J’ai toujours le même cœur.
Tels des bleuets dans le seigle,
Mes yeux fleurissent sur mon visage.
Déployant la belle nappe de mes vers,
Je veux vous dire quelque chose de doux.
Bonne nuit !
Bonne nuit à tous !
Dans l’herbe du crépuscule,
La faux s’est tue.
Aujourd’hui j’ai très envie
À ma fenêtre de pisser sur la lune.
C’est une telle lumière bleue !
Dans ce bleu même on mourrait sans peine.

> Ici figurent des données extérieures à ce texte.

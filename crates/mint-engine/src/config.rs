// mint-engine/src/config.rs

use crate::{reveal::MetadataUris, types::Amount, MintError, MintResult};
use collection_crypto::Hash;
use serde::{Deserialize, Serialize};

/// Prices and per-tier limits. Missing fields take the deployment defaults.
#[derive(Debug, Clone, PartialEq, Eq, Serialize, Deserialize)]
#[serde(default)]
pub struct MintConfig {
    /// Public tier unit price (wei)
    pub price: Amount,
    /// Founder tier unit price (wei), may be zero
    pub founders_price: Amount,
    /// Whitelist tier unit price (wei)
    pub whitelist_price: Amount,
    /// Max units per public (and owner) mint call
    pub max_mint_amount: u64,
    /// Max public-tier units per address
    pub nft_per_address_limit: u64,
    /// Max owner-tier units per owner address
    pub owner_nft_limit: u64,
    /// Max founder-tier units per founder address
    pub founder_mint_limit: u64,
    /// Allocation granted to addresses on the explicit whitelist
    pub listed_allocation: u64,
}

impl Default for MintConfig {
    fn default() -> Self {
        Self {
            price: Amount::from_u64(20_000_000_000_000_000),           // 0.02 ether
            founders_price: Amount::zero(),
            whitelist_price: Amount::from_u64(10_000_000_000_000_000), // 0.01 ether
            max_mint_amount: 100,
            nft_per_address_limit: 100,
            owner_nft_limit: 100,
            founder_mint_limit: 10,
            listed_allocation: 3,
        }
    }
}

impl MintConfig {
    /// Every cap must be positive
    pub fn validate(&self) -> MintResult<()> {
        let caps = [
            ("max_mint_amount", self.max_mint_amount),
            ("nft_per_address_limit", self.nft_per_address_limit),
            ("owner_nft_limit", self.owner_nft_limit),
            ("founder_mint_limit", self.founder_mint_limit),
            ("listed_allocation", self.listed_allocation),
        ];
        for (name, value) in caps {
            ensure_positive(name, value)?;
        }
        Ok(())
    }
}

pub(crate) fn ensure_positive(name: &str, value: u64) -> MintResult<()> {
    if value == 0 {
        return Err(MintError::InvalidConfiguration(format!("{} must be positive", name)));
    }
    Ok(())
}

/// Everything needed to stand up a collection
#[derive(Debug, Clone, PartialEq, Eq, Serialize, Deserialize)]
pub struct CollectionSettings {
    pub name: String,
    pub symbol: String,
    pub max_supply: u64,
    #[serde(default = "default_start_paused")]
    pub start_paused: bool,
    #[serde(default, skip_serializing_if = "Option::is_none")]
    pub whitelist_root: Option<Hash>,
    #[serde(default)]
    pub metadata: MetadataUris,
    #[serde(default)]
    pub mint: MintConfig,
}

fn default_start_paused() -> bool {
    true
}

impl Default for CollectionSettings {
    fn default() -> Self {
        Self {
            name: "Cows Gone Mad".into(),
            symbol: "CGM".into(),
            max_supply: 10_000,
            start_paused: true,
            whitelist_root: None,
            metadata: MetadataUris::default(),
            mint: MintConfig::default(),
        }
    }
}

impl CollectionSettings {
    pub fn validate(&self) -> MintResult<()> {
        if self.max_supply == 0 {
            return Err(MintError::InvalidConfiguration("max_supply must be positive".into()));
        }
        if self.name.trim().is_empty() || self.symbol.trim().is_empty() {
            return Err(MintError::InvalidConfiguration("name and symbol are required".into()));
        }
        self.mint.validate()
    }
}

#[cfg(test)]
mod tests {
    use super::*;

    #[test]
    fn test_defaults_are_valid() {
        let settings = CollectionSettings::default();
        settings.validate().unwrap();
        assert_eq!(settings.mint.price, Amount::from_ether_str("0.02").unwrap());
        assert_eq!(settings.mint.whitelist_price, Amount::from_ether_str("0.01").unwrap());
        assert!(settings.mint.founders_price.is_zero());
    }

    #[test]
    fn test_zero_cap_rejected() {
        let mut config = MintConfig::default();
        config.max_mint_amount = 0;
        assert!(matches!(config.validate(), Err(MintError::InvalidConfiguration(_))));
    }

    #[test]
    fn test_zero_supply_rejected() {
        let settings = CollectionSettings {
            max_supply: 0,
            ..CollectionSettings::default()
        };
        assert!(settings.validate().is_err());
    }

    #[test]
    fn test_partial_mint_table() {
        let json = r#"{ "price": "5", "max_mint_amount": 2 }"#;
        let config: MintConfig = serde_json::from_str(json).unwrap();
        assert_eq!(config.price, Amount::from_u64(5));
        assert_eq!(config.max_mint_amount, 2);
        assert_eq!(config.whitelist_price, MintConfig::default().whitelist_price);
        assert_eq!(config.listed_allocation, 3);
        config.validate().unwrap();
    }

    #[test]
    fn test_settings_json_defaults() {
        let json = r#"{ "name": "Test", "symbol": "TST", "max_supply": 50 }"#;
        let settings: CollectionSettings = serde_json::from_str(json).unwrap();
        assert!(settings.start_paused);
        assert_eq!(settings.mint, MintConfig::default());
        assert_eq!(settings.metadata.base_extension, ".json");
        assert!(settings.whitelist_root.is_none());
    }
}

Tant pis si je ressemble à un cynique,
Une lanterne accrochée au derrière !
Vieux et bon Pégase fourbu,
Ai-je besoin de ton trot mollasson ?
Je suis venu comme un maître sévère,
Chanter et glorifier les rats.
Ma caboche est comme l’août,
Elle répand le vin écumeux de mes cheveux.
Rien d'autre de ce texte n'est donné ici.